» **Task**
Check every line of the data for the string "text" and copy the ones that have it.

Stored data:
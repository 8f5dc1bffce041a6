use std::time::Duration;

use thiserror::Error;

use crate::client::ClientId;

/// Errors from repository operations (used by trait definitions in relaydesk-core).
///
/// Any of these is a storage failure: fatal to the operation in progress.
#[derive(Debug, Error)]
pub enum RepositoryError {
    #[error("database connection error")]
    Connection,

    #[error("query error: {0}")]
    Query(String),
}

/// Failure to hand a message to the chat platform.
#[derive(Debug, Clone, Error, PartialEq, Eq)]
pub enum DeliveryError {
    #[error("rejected by platform: {0}")]
    Rejected(String),

    #[error("network error: {0}")]
    Network(String),

    #[error("timed out after {}s", .0.as_secs())]
    Timeout(Duration),
}

/// Errors surfaced by the relay engine.
///
/// Only `Storage` is severe; the others are recovered locally and reported
/// to whoever triggered the operation.
#[derive(Debug, Error)]
pub enum RelayError {
    #[error("storage error: {0}")]
    Storage(#[from] RepositoryError),

    /// The message was persisted (as `message_id`) but could not be delivered.
    #[error("message {message_id} stored but not delivered: {source}")]
    Delivery {
        message_id: i64,
        #[source]
        source: DeliveryError,
    },

    #[error("unknown client {0}")]
    UnknownClient(ClientId),

    #[error("malformed command: {0}")]
    MalformedCommand(String),
}

impl RelayError {
    /// Whether the error should be escalated to the process supervisor.
    pub fn is_fatal(&self) -> bool {
        matches!(self, RelayError::Storage(_))
    }
}

#[cfg(test)]
mod tests {
    use super::*;

    #[test]
    fn test_repository_error_display() {
        let err = RepositoryError::Query("syntax error".to_string());
        assert_eq!(err.to_string(), "query error: syntax error");
    }

    #[test]
    fn test_delivery_timeout_display() {
        let err = DeliveryError::Timeout(Duration::from_secs(10));
        assert_eq!(err.to_string(), "timed out after 10s");
    }

    #[test]
    fn test_only_storage_is_fatal() {
        assert!(RelayError::Storage(RepositoryError::Connection).is_fatal());
        assert!(!RelayError::UnknownClient(ClientId(1)).is_fatal());
        assert!(!RelayError::MalformedCommand("x".into()).is_fatal());
        assert!(
            !RelayError::Delivery {
                message_id: 3,
                source: DeliveryError::Network("reset".into()),
            }
            .is_fatal()
        );
    }

    #[test]
    fn test_delivery_error_mentions_stored_message() {
        let err = RelayError::Delivery {
            message_id: 12,
            source: DeliveryError::Rejected("chat not found".into()),
        };
        let text = err.to_string();
        assert!(text.contains("message 12 stored"));
        assert!(text.contains("chat not found"));
    }
}
//! Database pool with split reader/writer connections in WAL mode.
//!
//! SQLite allows only one writer at a time. This module provides a `DatabasePool`
//! with a multi-connection reader pool for concurrent reads and a single-connection
//! writer pool for serialized writes. Every store mutation goes through the
//! writer, so message id assignment is serialized process-wide.

use std::path::Path;
use std::str::FromStr;

use sqlx::sqlite::{SqliteConnectOptions, SqliteJournalMode, SqlitePool, SqlitePoolOptions};

/// Split read/write pool for SQLite with WAL mode.
///
/// - `reader`: Multi-connection pool (up to 8) for concurrent SELECT queries.
/// - `writer`: Single-connection pool for serialized INSERT/UPDATE.
#[derive(Clone)]
pub struct DatabasePool {
    pub reader: SqlitePool,
    pub writer: SqlitePool,
}

impl DatabasePool {
    /// Create a new DatabasePool with split reader/writer connections.
    ///
    /// Runs migrations automatically on the writer pool.
    /// Both pools use WAL journal mode, foreign key enforcement, and 5-second busy timeout.
    pub async fn new(database_url: &str) -> Result<Self, sqlx::Error> {
        let base_opts = SqliteConnectOptions::from_str(database_url)?
            .journal_mode(SqliteJournalMode::Wal)
            .foreign_keys(true)
            .busy_timeout(std::time::Duration::from_secs(5))
            .create_if_missing(true);

        let read_opts = base_opts.clone().read_only(true);
        let write_opts = base_opts;

        let writer = SqlitePoolOptions::new()
            .max_connections(1)
            .connect_with(write_opts)
            .await?;

        // Run migrations on writer before opening reader pool
        sqlx::migrate!("../../migrations").run(&writer).await?;

        let reader = SqlitePoolOptions::new()
            .max_connections(8)
            .connect_with(read_opts)
            .await?;

        Ok(Self { reader, writer })
    }

    /// Open (creating if needed) the database file at `path`.
    pub async fn open(path: &Path) -> Result<Self, sqlx::Error> {
        Self::new(&database_url(path)).await
    }
}

/// SQLite URL for a database file, created on first use.
pub fn database_url(path: &Path) -> String {
    format!("sqlite://{}?mode=rwc", path.display())
}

» **Written response**
        let text = err.to_string();
        assert!(text.contains("message 12 stored"));
        assert!(text.contains("chat not found"));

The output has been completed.